Decided: May 16, 1932.

MAY WERNER AND ANTHONY WERNER, HER HUSBAND, RESPONDENTS,
v.
COMMONWEALTH CASUALTY COMPANY, APPELLANT



On appeal from the Supreme Court.

For the appellant, Morrison, Lloyd & Morrison (Francis V. C. Lloyd, of counsel).

For the respondents, Breslin & Breslin (John J. Breslin, Jr., of counsel).

Lloyd

The opinion of the court was delivered by

LLOYD, J. While two questions are sought to be presented in this record, there is but one available to the appellant and that is whether the insurance company's policy was canceled in the manner specified in the policy itself.

The action was by the Werners to recover from the Casualty company the amount of a judgment which they had recovered for injuries received at the hands of the assured Joseph Bongiorno, and the company's answer was that at the time of the accident the insurance policy had been canceled. It is the sufficiency of the proofs to establish cancellation that was before the trial court and is presented here.

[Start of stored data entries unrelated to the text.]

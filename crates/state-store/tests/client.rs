// Copyright (c) 2025 Tokenpool Developers.
//
// Licensed under the Apache License, Version 2.0 (the "License");
// you may not use this file except in compliance with the License.
// You may obtain a copy of the License at http://www.apache.org/licenses/LICENSE-2.0

use std::collections::HashMap;
use std::sync::atomic::{AtomicUsize, Ordering};
use std::sync::Arc;
use std::time::Duration;

use async_trait::async_trait;
use bytes::Bytes;
use bytestring::ByteString;
use futures::stream::FuturesUnordered;
use futures::StreamExt;
use googletest::prelude::*;
use test_log::test;

use tokenpool_state_store::{
    InMemoryStateStore, ReadError, StateRecord, StateStore, StateStoreClient, StoreError,
};
use tokenpool_test_util::let_assert;
use tokenpool_types::errors::MaybeRetryableError;
use tokenpool_types::retries::RetryPolicy;
use tokenpool_types::time::MillisSinceEpoch;
use tokenpool_types::Version;

/// Fails the first `failing_gets` reads with a retryable error. The first `lost_creates` creations
/// report every key as existing without storing anything, as if a concurrent creator had won and
/// removed the record right after.
#[derive(Default)]
struct FlakyStore {
    inner: InMemoryStateStore,
    failing_gets: AtomicUsize,
    lost_creates: AtomicUsize,
}

#[async_trait]
impl StateStore for FlakyStore {
    async fn get(
        &self,
        keys: Vec<ByteString>,
    ) -> std::result::Result<HashMap<ByteString, StateRecord>, StoreError> {
        if self
            .failing_gets
            .fetch_update(Ordering::AcqRel, Ordering::Acquire, |n| n.checked_sub(1))
            .is_ok()
        {
            return Err(StoreError::unavailable("connection reset"));
        }
        self.inner.get(keys).await
    }

    async fn create(&self, records: Vec<StateRecord>) -> std::result::Result<Vec<ByteString>, StoreError> {
        if self
            .lost_creates
            .fetch_update(Ordering::AcqRel, Ordering::Acquire, |n| n.checked_sub(1))
            .is_ok()
        {
            return Ok(records.into_iter().map(|record| record.key).collect());
        }
        self.inner.create(records).await
    }

    async fn update(&self, records: Vec<StateRecord>) -> std::result::Result<Vec<StateRecord>, StoreError> {
        self.inner.update(records).await
    }

    async fn delete(&self, records: Vec<StateRecord>) -> std::result::Result<Vec<StateRecord>, StoreError> {
        self.inner.delete(records).await
    }
}

fn retry_policy(max_attempts: usize) -> RetryPolicy {
    RetryPolicy::fixed_delay(Duration::from_millis(10), Some(max_attempts))
}

#[test(tokio::test)]
async fn get_or_create_creates_missing_record() -> anyhow::Result<()> {
    let store = Arc::new(InMemoryStateStore::default());
    let client = StateStoreClient::new(Arc::clone(&store));
    let key = ByteString::from_static("pool");

    let record = client
        .get_or_create(
            key.clone(),
            Bytes::from_static(b"initial"),
            MillisSinceEpoch::new(42),
            &retry_policy(3),
        )
        .await?;

    assert_that!(record.version, eq(Version::MIN));
    assert_that!(store.record(&key), some(eq(record)));
    Ok(())
}

#[test(tokio::test)]
async fn get_or_create_keeps_existing_record() -> anyhow::Result<()> {
    let store = Arc::new(InMemoryStateStore::default());
    let client = StateStoreClient::new(Arc::clone(&store));
    let existing = StateRecord::new(
        "pool",
        Bytes::from_static(b"existing"),
        Version::from(9),
        MillisSinceEpoch::new(1),
    );
    store.put(existing.clone());

    let record = client
        .get_or_create(
            existing.key.clone(),
            Bytes::from_static(b"initial"),
            MillisSinceEpoch::new(42),
            &retry_policy(3),
        )
        .await?;

    assert_that!(record, eq(existing));
    Ok(())
}

#[test(tokio::test(start_paused = true))]
async fn get_or_create_retries_transient_errors() -> anyhow::Result<()> {
    let store = FlakyStore::default();
    store.failing_gets.store(2, Ordering::Release);
    let client = StateStoreClient::new(store);

    let record = client
        .get_or_create(
            ByteString::from_static("pool"),
            Bytes::from_static(b"initial"),
            MillisSinceEpoch::new(42),
            &retry_policy(3),
        )
        .await?;

    assert_that!(record.value, eq(Bytes::from_static(b"initial")));
    Ok(())
}

#[test(tokio::test(start_paused = true))]
async fn get_or_create_gives_up_after_retries() {
    let store = FlakyStore::default();
    store.failing_gets.store(10, Ordering::Release);
    let client = StateStoreClient::new(store);

    let result = client
        .get_or_create(
            ByteString::from_static("pool"),
            Bytes::from_static(b"initial"),
            MillisSinceEpoch::new(42),
            &retry_policy(2),
        )
        .await;

    let_assert!(Err(ReadError::Store(StoreError::Unavailable(_))) = result);
}

#[test(tokio::test(start_paused = true))]
async fn get_or_create_retries_when_record_vanishes_after_lost_creation() -> anyhow::Result<()> {
    let store = FlakyStore::default();
    store.lost_creates.store(1, Ordering::Release);
    let client = StateStoreClient::new(store);

    let record = client
        .get_or_create(
            ByteString::from_static("pool"),
            Bytes::from_static(b"initial"),
            MillisSinceEpoch::new(42),
            &retry_policy(3),
        )
        .await?;

    assert_that!(record.version, eq(Version::MIN));
    assert_that!(record.value, eq(Bytes::from_static(b"initial")));
    Ok(())
}

#[test(tokio::test)]
async fn get_or_create_reports_vanished_record_without_retries() {
    let store = FlakyStore::default();
    store.lost_creates.store(1, Ordering::Release);
    let client = StateStoreClient::new(store);

    let result = client
        .get_or_create(
            ByteString::from_static("pool"),
            Bytes::from_static(b"initial"),
            MillisSinceEpoch::new(42),
            &RetryPolicy::None,
        )
        .await;

    let_assert!(Err(err @ ReadError::RemovedConcurrently(_)) = result);
    assert!(err.retryable());
}

#[test(tokio::test(flavor = "multi_thread", worker_threads = 2))]
async fn concurrent_get_or_create_agrees_on_one_record() -> anyhow::Result<()> {
    let client = StateStoreClient::new_in_memory();
    let key = ByteString::from_static("pool");

    let mut concurrent_loads = FuturesUnordered::new();
    for i in 0..10u8 {
        let client = client.clone();
        let key = key.clone();
        concurrent_loads.push(async move {
            client
                .get_or_create(
                    key,
                    Bytes::from(vec![i]),
                    MillisSinceEpoch::new(u64::from(i)),
                    &retry_policy(10),
                )
                .await
        });
    }

    let mut records = Vec::new();
    while let Some(record) = concurrent_loads.next().await {
        records.push(record?);
    }

    let stored = client.get_one(key).await?;
    let_assert!(Some(stored) = stored);
    assert_that!(stored.version, eq(Version::MIN));
    assert_that!(records, each(eq(stored)));

    Ok(())
}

The policy contained this provision respecting cancellation:

"This policy may be canceled at any time by either of the parties upon written notice to the other party, stating when thereafter cancellation shall be effective and the date of cancellation shall then be the end of the policy period. If canceled by the assured, the company shall receive or retain the short rate premium calculated according to the table of short rates printed hereon. If canceled by the company, the company shall be entitled to the earned premium pro rata. Notice of cancellation in writing, mailed to or delivered at the address of the assured as given herein, shall be a sufficient notice, and the check of the company, or of its duly authorized agents, similarly mailed or delivered, shall be a sufficient tender of any unearned premium."

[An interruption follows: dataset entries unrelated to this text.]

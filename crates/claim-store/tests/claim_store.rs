// Copyright (c) 2025 Tokenpool Developers.
//
// Licensed under the Apache License, Version 2.0 (the "License");
// you may not use this file except in compliance with the License.
// You may obtain a copy of the License at http://www.apache.org/licenses/LICENSE-2.0

use std::num::NonZeroUsize;
use std::sync::Arc;
use std::time::Duration;

use bytes::Bytes;
use futures::stream::FuturesUnordered;
use futures::StreamExt;
use googletest::prelude::*;
use test_log::test;

use tokenpool_claim_store::{
    ClaimStateStore, ClaimStateStoreRegistry, PoolCache, RegistryError, RequestError,
    StoredPoolState,
};
use tokenpool_clock::MockClock;
use tokenpool_state_store::{
    InMemoryStateStore, ReadError, StateRecord, StateStoreClient, StoreError,
};
use tokenpool_test_util::matchers::storage_decoded;
use tokenpool_test_util::{assert_pending, let_assert};
use tokenpool_types::config::{
    ClaimStoreOptions, ClaimStoreOptionsBuilder, InvalidConfigurationError,
};
use tokenpool_types::identifiers::{ClaimId, PoolKey, StateRef};
use tokenpool_types::pool_state::{ClaimedToken, PoolState, PoolStateError, TokenClaim};
use tokenpool_types::retries::RetryPolicy;
use tokenpool_types::storage::StorageCodec;
use tokenpool_types::time::MillisSinceEpoch;
use tokenpool_types::Version;

struct TestEnv {
    state_store: Arc<InMemoryStateStore>,
    clock: Arc<MockClock>,
    registry: ClaimStateStoreRegistry,
}

impl TestEnv {
    fn new() -> Self {
        Self::with_options(ClaimStoreOptions::default())
    }

    fn with_options(options: ClaimStoreOptions) -> Self {
        let state_store = Arc::new(InMemoryStateStore::default());
        let clock = Arc::new(MockClock::with_timestamp(MillisSinceEpoch::new(1_000)));
        let registry = ClaimStateStoreRegistry::new(
            StateStoreClient::new(Arc::clone(&state_store)),
            PoolCache::default(),
            clock.clone(),
            options,
        )
        .expect("options should be valid");

        Self {
            state_store,
            clock,
            registry,
        }
    }

    async fn store(&self) -> ClaimStateStore {
        self.registry
            .get_or_load(&pool_key())
            .await
            .expect("pool state should load")
    }

    fn stored_record(&self) -> StateRecord {
        self.state_store
            .record(&pool_key().to_record_key())
            .expect("pool record should exist")
    }

    /// Overwrites the stored pool state as another process would.
    fn put_external(&self, version: u32, state: &PoolState) {
        self.state_store.put(StateRecord::new(
            pool_key().to_record_key(),
            StorageCodec::encode_to_bytes(state).unwrap(),
            Version::from(version),
            MillisSinceEpoch::new(1),
        ));
    }
}

fn pool_key() -> PoolKey {
    PoolKey::new("holder-a", "fungible", "SHA256-1A2B", "notary-1", "EUR")
}

fn claim(claim_id: &str, tokens: &[(&str, u64)]) -> TokenClaim {
    TokenClaim::new(
        claim_id,
        tokens
            .iter()
            .map(|(state_ref, amount)| ClaimedToken::new(*state_ref, *amount))
            .collect(),
    )
}

fn decode(record: &StateRecord) -> PoolState {
    let mut value: Bytes = record.value.clone();
    StorageCodec::decode(&mut value).unwrap()
}

#[test(tokio::test)]
async fn loads_missing_pool_as_empty_state() -> anyhow::Result<()> {
    let env = TestEnv::new();

    let store = env.store().await;

    assert_that!(
        store.snapshot(),
        eq(StoredPoolState::new(
            Version::MIN,
            pool_key(),
            PoolState::new(pool_key())
        ))
    );
    assert_that!(env.stored_record().version, eq(Version::MIN));
    assert_that!(env.stored_record().modified_time, eq(MillisSinceEpoch::new(1_000)));
    Ok(())
}

#[test(tokio::test)]
async fn loads_existing_pool_state() -> anyhow::Result<()> {
    let env = TestEnv::new();
    let existing = PoolState::new(pool_key()).deposit(42)?;
    env.put_external(3, &existing);

    let store = env.store().await;

    assert_that!(store.snapshot().db_version, eq(Version::from(3)));
    assert_that!(store.snapshot().state, eq(existing));
    Ok(())
}

#[test(tokio::test)]
async fn commits_batch_and_advances_version() -> anyhow::Result<()> {
    let env = TestEnv::new();
    let store = env.store().await;
    env.clock.set(MillisSinceEpoch::new(2_000));

    let first = store.enqueue_request(|state| state.deposit(5));
    let second = store.enqueue_request(|state| state.deposit(7));

    assert_that!(first.await, ok(eq(true)));
    assert_that!(second.await, ok(eq(true)));

    let snapshot = store.snapshot();
    assert_that!(snapshot.db_version, eq(Version::from(2)));
    assert_that!(snapshot.state.available_units(), eq(12));

    let record = env.stored_record();
    assert_that!(record.version, eq(snapshot.db_version));
    assert_that!(record.modified_time, eq(MillisSinceEpoch::new(2_000)));
    assert_that!(decode(&record), eq(snapshot.state));
    assert_that!(env.state_store.update_calls(), eq(1));
    Ok(())
}

#[test(tokio::test)]
async fn applies_mutations_in_enqueue_order() -> anyhow::Result<()> {
    let env = TestEnv::with_options(
        ClaimStoreOptionsBuilder::default()
            .max_batch_size(NonZeroUsize::new(3))
            .build()?,
    );
    let store = env.store().await;

    let mut completions = vec![store.enqueue_request(|state| state.deposit(100))];
    for i in 0..10 {
        completions.push(store.enqueue_request(move |state| {
            let state_ref = format!("tx-{i}:0");
            state.claim(claim(&format!("claim-{i}"), &[(state_ref.as_str(), 10)]))
        }));
    }
    // only succeeds if every claim before it was applied
    completions.push(store.enqueue_request(|state| {
        state.claim(claim("claim-overdraft", &[("tx-x:0", 1)]))
    }));

    let last = completions.pop().unwrap();
    for completion in completions {
        assert_that!(completion.await, ok(eq(true)));
    }
    let_assert!(Err(RequestError::Mutation(err)) = last.await);
    assert_that!(
        err.downcast_ref::<PoolStateError>(),
        some(eq(&PoolStateError::InsufficientUnits {
            requested: 1,
            available: 0
        }))
    );

    let state = store.snapshot().state;
    let claim_ids: Vec<_> = state
        .claims()
        .iter()
        .map(|claim| claim.claim_id.as_str().to_owned())
        .collect();
    let expected: Vec<_> = (0..10).map(|i| format!("claim-{i}")).collect();
    assert_that!(claim_ids, eq(expected));
    assert_that!(state.claimed_units(), eq(100));

    // 12 requests in batches of at most 3
    assert_that!(env.state_store.update_calls(), eq(4));
    assert_that!(env.stored_record().version, eq(Version::from(5)));
    Ok(())
}

#[test(tokio::test)]
async fn failing_mutation_is_isolated() -> anyhow::Result<()> {
    let env = TestEnv::new();
    let store = env.store().await;

    let first = store.enqueue_request(|state| state.deposit(1));
    let second = store.enqueue_request(|state| state.release(&ClaimId::new("unknown")));
    let third = store.enqueue_request(|state| state.deposit(2));

    assert_that!(first.await, ok(eq(true)));
    let_assert!(Err(RequestError::Mutation(err)) = second.await);
    assert_that!(
        err.downcast_ref::<PoolStateError>(),
        some(eq(&PoolStateError::UnknownClaim(ClaimId::new("unknown"))))
    );
    assert_that!(third.await, ok(eq(true)));

    assert_that!(store.snapshot().state.available_units(), eq(3));
    assert_that!(store.snapshot().db_version, eq(Version::from(2)));
    Ok(())
}

#[test(tokio::test)]
async fn panicking_mutation_is_isolated() -> anyhow::Result<()> {
    let env = TestEnv::new();
    let store = env.store().await;

    let first = store.enqueue_request(|state| state.deposit(1));
    let second = store.enqueue_request(|_| -> std::result::Result<PoolState, PoolStateError> {
        panic!("selection bug")
    });
    let third = store.enqueue_request(|state| state.deposit(2));

    assert_that!(first.await, ok(eq(true)));
    let_assert!(Err(RequestError::Mutation(err)) = second.await);
    assert_that!(err.to_string(), contains_substring("selection bug"));
    assert_that!(third.await, ok(eq(true)));

    assert_that!(store.snapshot().state.available_units(), eq(3));
    Ok(())
}

/// Waits until the drain worker finished the batch it is working on.
async fn drain_finished(store: &ClaimStateStore) {
    while store.is_draining() {
        tokio::task::yield_now().await;
    }
}

#[test(tokio::test)]
async fn batch_of_only_failing_mutations_commits_unchanged_state() -> anyhow::Result<()> {
    let env = TestEnv::new();
    let store = env.store().await;

    let result = store
        .enqueue_request(|state| state.consume(&ClaimId::new("unknown")))
        .await;
    drain_finished(&store).await;

    assert!(matches!(result, Err(RequestError::Mutation(_))));
    assert_that!(env.state_store.update_calls(), eq(1));
    assert_that!(
        store.snapshot(),
        eq(StoredPoolState::new(
            Version::from(2),
            pool_key(),
            PoolState::new(pool_key())
        ))
    );
    assert_that!(env.stored_record().version, eq(Version::from(2)));
    Ok(())
}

The company sent a notice of cancellation by registered letter requiring the personal receipt of the assured to 102 Sherman avenue, Clifton, the address specified in the policy. The letter was never delivered, but was returned unopened to the insurance company by the postal authorities with the post office endorsement, "returned to the writer unclaimed from Clifton, New Jersey."

Judge Caffrey, hearing the case without a jury, determined that this was not sufficient to effect a cancellation of the policy as required by its terms. The insurance company appeals and contends that this was an erroneous construction of the cancellation provision of the policy, and cites the opinion of the Supreme Court in the case of Raiken v. Commercial Casualty Co. (1927), 5 N.J. Adv. R. 16; 135 A. 480.

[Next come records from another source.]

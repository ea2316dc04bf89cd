// Copyright (c) 2025 Tokenpool Developers.
//
// Licensed under the Apache License, Version 2.0 (the "License");
// you may not use this file except in compliance with the License.
// You may obtain a copy of the License at http://www.apache.org/licenses/LICENSE-2.0

//! Byte representation of values kept in the versioned state store.
//!
//! Every encoded value starts with a single byte naming the [`StorageCodecKind`] followed by the
//! codec specific payload. This keeps stored records decodable while the codec evolves.

use std::mem;

use bytes::{Buf, BufMut, Bytes, BytesMut};
use serde::de::{DeserializeOwned, Error as DeserializationError};
use serde::ser::Error as SerializationError;
use serde::Serialize;

use crate::errors::GenericError;

#[derive(Debug, thiserror::Error)]
pub enum StorageEncodeError {
    #[error("encoding failed: {0}")]
    EncodeValue(GenericError),
}

#[derive(Debug, thiserror::Error)]
pub enum StorageDecodeError {
    #[error("failed reading codec: {0}")]
    ReadingCodec(String),
    #[error("decoding failed: {0}")]
    DecodeValue(GenericError),
    #[error("unsupported codec kind: {0}")]
    UnsupportedCodecKind(StorageCodecKind),
}

#[derive(Debug, Clone, Copy, PartialEq, Eq, strum::FromRepr, derive_more::Display)]
#[repr(u8)]
pub enum StorageCodecKind {
    // flexbuffers + serde
    FlexbuffersSerde = 2,
}

impl From<StorageCodecKind> for u8 {
    fn from(value: StorageCodecKind) -> Self {
        value as u8
    }
}

impl TryFrom<u8> for StorageCodecKind {
    type Error = StorageDecodeError;

    fn try_from(value: u8) -> Result<Self, Self::Error> {
        StorageCodecKind::from_repr(value).ok_or(StorageDecodeError::ReadingCodec(format!(
            "unknown discriminant '{value}'"
        )))
    }
}

/// Codec which encodes [`StorageEncode`] implementations by first writing the
/// [`StorageEncode::DEFAULT_CODEC`] byte and then encoding the value part via
/// [`StorageEncode::encode`].
///
/// To decode a value, the codec first reads the codec bytes and then calls
/// [`StorageDecode::decode`] providing the read codec.
pub struct StorageCodec;

impl StorageCodec {
    pub fn encode<T: StorageEncode, B: BufMut>(
        value: T,
        buf: &mut B,
    ) -> Result<(), StorageEncodeError> {
        // write codec
        buf.put_u8(T::DEFAULT_CODEC.into());
        // encode value
        value.encode(buf)
    }

    /// Encodes the value into a fresh, immutable buffer.
    pub fn encode_to_bytes<T: StorageEncode>(value: T) -> Result<Bytes, StorageEncodeError> {
        let mut buf = BytesMut::new();
        Self::encode(value, &mut buf)?;
        Ok(buf.freeze())
    }

    pub fn decode<T: StorageDecode, B: Buf>(buf: &mut B) -> Result<T, StorageDecodeError> {
        if buf.remaining() < mem::size_of::<u8>() {
            return Err(StorageDecodeError::ReadingCodec(format!(
                "remaining bytes in buf '{}' < version bytes '{}'",
                buf.remaining(),
                mem::size_of::<u8>()
            )));
        }

        // read version
        let codec = StorageCodecKind::try_from(buf.get_u8())?;

        // decode value
        T::decode(buf, codec)
    }
}

/// Trait to encode a value using the specified [`Self::DEFAULT_CODEC`]. The trait is used by the
/// [`StorageCodec`] to first write the codec byte and then the serialized value via
/// [`Self::encode`].
///
/// # Important
/// The [`Self::encode`] implementation should use the codec specified by [`Self::DEFAULT_CODEC`].
pub trait StorageEncode {
    /// Codec which is used when encode new values.
    const DEFAULT_CODEC: StorageCodecKind;

    fn encode<B: BufMut>(&self, buf: &mut B) -> Result<(), StorageEncodeError>;
}

/// Trait to decode a value given the [`StorageCodecKind`]. This trait is used by the
/// [`StorageCodec`] to decode a value after reading the used storage codec.
///
/// # Important
/// To support codec evolution, this trait implementation needs to be able to decode values encoded
/// with any previously used codec.
pub trait StorageDecode {
    fn decode<B: Buf>(buf: &mut B, kind: StorageCodecKind) -> Result<Self, StorageDecodeError>
    where
        Self: Sized;
}

impl<T: StorageEncode> StorageEncode for &T {
    const DEFAULT_CODEC: StorageCodecKind = T::DEFAULT_CODEC;

    fn encode<B: BufMut>(&self, buf: &mut B) -> Result<(), StorageEncodeError> {
        (*self).encode(buf)
    }
}

/// Implements the [`StorageEncode`] and [`StorageDecode`] by encoding/decoding the implementing
/// type using [`flexbuffers`] and [`serde`].
#[macro_export]
macro_rules! flexbuffers_storage_encode_decode {
    ($name:tt) => {
        impl $crate::storage::StorageEncode for $name {
            const DEFAULT_CODEC: $crate::storage::StorageCodecKind =
                $crate::storage::StorageCodecKind::FlexbuffersSerde;

            fn encode<B: ::bytes::BufMut>(
                &self,
                buf: &mut B,
            ) -> Result<(), $crate::storage::StorageEncodeError> {
                $crate::storage::encode_as_flexbuffers(self, buf)
                    .map_err(|err| $crate::storage::StorageEncodeError::EncodeValue(err.into()))
            }
        }

        impl $crate::storage::StorageDecode for $name {
            fn decode<B: ::bytes::Buf>(
                buf: &mut B,
                kind: $crate::storage::StorageCodecKind,
            ) -> Result<Self, $crate::storage::StorageDecodeError>
            where
                Self: Sized,
            {
                #[allow(unreachable_patterns)]
                match kind {
                    $crate::storage::StorageCodecKind::FlexbuffersSerde => {
                        $crate::storage::decode_from_flexbuffers(buf).map_err(|err| {
                            $crate::storage::StorageDecodeError::DecodeValue(err.into())
                        })
                    }
                    codec => Err($crate::storage::StorageDecodeError::UnsupportedCodecKind(
                        codec,
                    )),
                }
            }
        }
    };
}

/// Utility method to encode a [`Serialize`] type as flexbuffers using serde.
pub fn encode_as_flexbuffers<T: Serialize, B: BufMut>(
    value: T,
    buf: &mut B,
) -> Result<(), flexbuffers::SerializationError> {
    let vec = flexbuffers::to_vec(value)?;

    let required_buffer_bytes = vec.len() + mem::size_of::<u32>();
    if buf.remaining_mut() < required_buffer_bytes {
        return Err(flexbuffers::SerializationError::custom(format!(
            "not enough buffer space to serialize value; required {} bytes but free capacity was {}",
            required_buffer_bytes,
            buf.remaining_mut()
        )));
    }

    // write the length
    buf.put_u32_le(u32::try_from(vec.len()).map_err(|_| {
        flexbuffers::SerializationError::custom("only support serializing types of size <= 4GB")
    })?);
    buf.put(&vec[..]);
    Ok(())
}

/// Utility method to decode a [`DeserializeOwned`] type from flexbuffers using serde.
pub fn decode_from_flexbuffers<T: DeserializeOwned, B: Buf>(
    buf: &mut B,
) -> Result<T, flexbuffers::DeserializationError> {
    if buf.remaining() < mem::size_of::<u32>() {
        return Err(flexbuffers::DeserializationError::custom(format!(
            "insufficient data: expecting {} bytes for length",
            mem::size_of::<u32>()
        )));
    }
    let length = usize::try_from(buf.get_u32_le()).expect("u32 to fit into usize");

    if buf.remaining() < length {
        return Err(flexbuffers::DeserializationError::custom(format!(
            "insufficient data: expecting {length} bytes for flexbuffers"
        )));
    }

    if buf.chunk().len() >= length {
        let result = flexbuffers::from_slice(buf.chunk())?;
        buf.advance(length);

        Ok(result)
    } else {
        // need to allocate contiguous buffer of length for flexbuffers
        let bytes = buf.copy_to_bytes(length);
        flexbuffers::from_slice(&bytes)
    }
}

#[cfg(test)]
mod tests {
    use super::*;

    #[derive(Debug, PartialEq, serde::Serialize, serde::Deserialize)]
    struct Sample {
        name: String,
        amount: u64,
    }

    crate::flexbuffers_storage_encode_decode!(Sample);

    #[test]
    fn codec_byte_is_written_first() {
        let bytes = StorageCodec::encode_to_bytes(Sample {
            name: "coin".to_owned(),
            amount: 7,
        })
        .unwrap();

        assert_eq!(bytes[0], u8::from(StorageCodecKind::FlexbuffersSerde));

        let decoded: Sample = StorageCodec::decode(&mut bytes.clone()).unwrap();
        assert_eq!(
            decoded,
            Sample {
                name: "coin".to_owned(),
                amount: 7
            }
        );
    }

    #[test]
    fn unknown_codec_is_rejected() {
        let mut bytes = Bytes::from_static(&[1, 0, 0, 0, 0]);
        assert!(matches!(
            StorageCodec::decode::<Sample, _>(&mut bytes),
            Err(StorageDecodeError::ReadingCodec(_))
        ));
    }

    #[test]
    fn truncated_payload_is_rejected() {
        let bytes = StorageCodec::encode_to_bytes(Sample {
            name: "coin".to_owned(),
            amount: 7,
        })
        .unwrap();
        let mut truncated = bytes.slice(..bytes.len() - 2);

        assert!(matches!(
            StorageCodec::decode::<Sample, _>(&mut truncated),
            Err(StorageDecodeError::DecodeValue(_))
        ));
    }
}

It seems to us that the notice of cancellation must be "mailed to" (using the words of the policy), if mailed at all, in such form of mailing as would be reasonably expected to effectively reach the place designated by the policy and thereby come to the notice of the assured. The purpose of the particular provision specifying how notice should be given is of course to protect the company against changes of residence of the assured which it could not be expected to follow, while at the same time affording reasonable protection to the assured through the mail forwarding custom of the postal authorities. If mailed in the ordinary unregistered letter the notice would be delivered at the address named or forwarded and thus reach the assured. If directed, however, to an individual living at such address in a manner requiring a personal receipt it is obvious it could not be delivered unless that person were available and the receipt personally given. It seems to us that mailing a letter to an address by a method that might (and assumably did in this case) prevent it reaching the person ...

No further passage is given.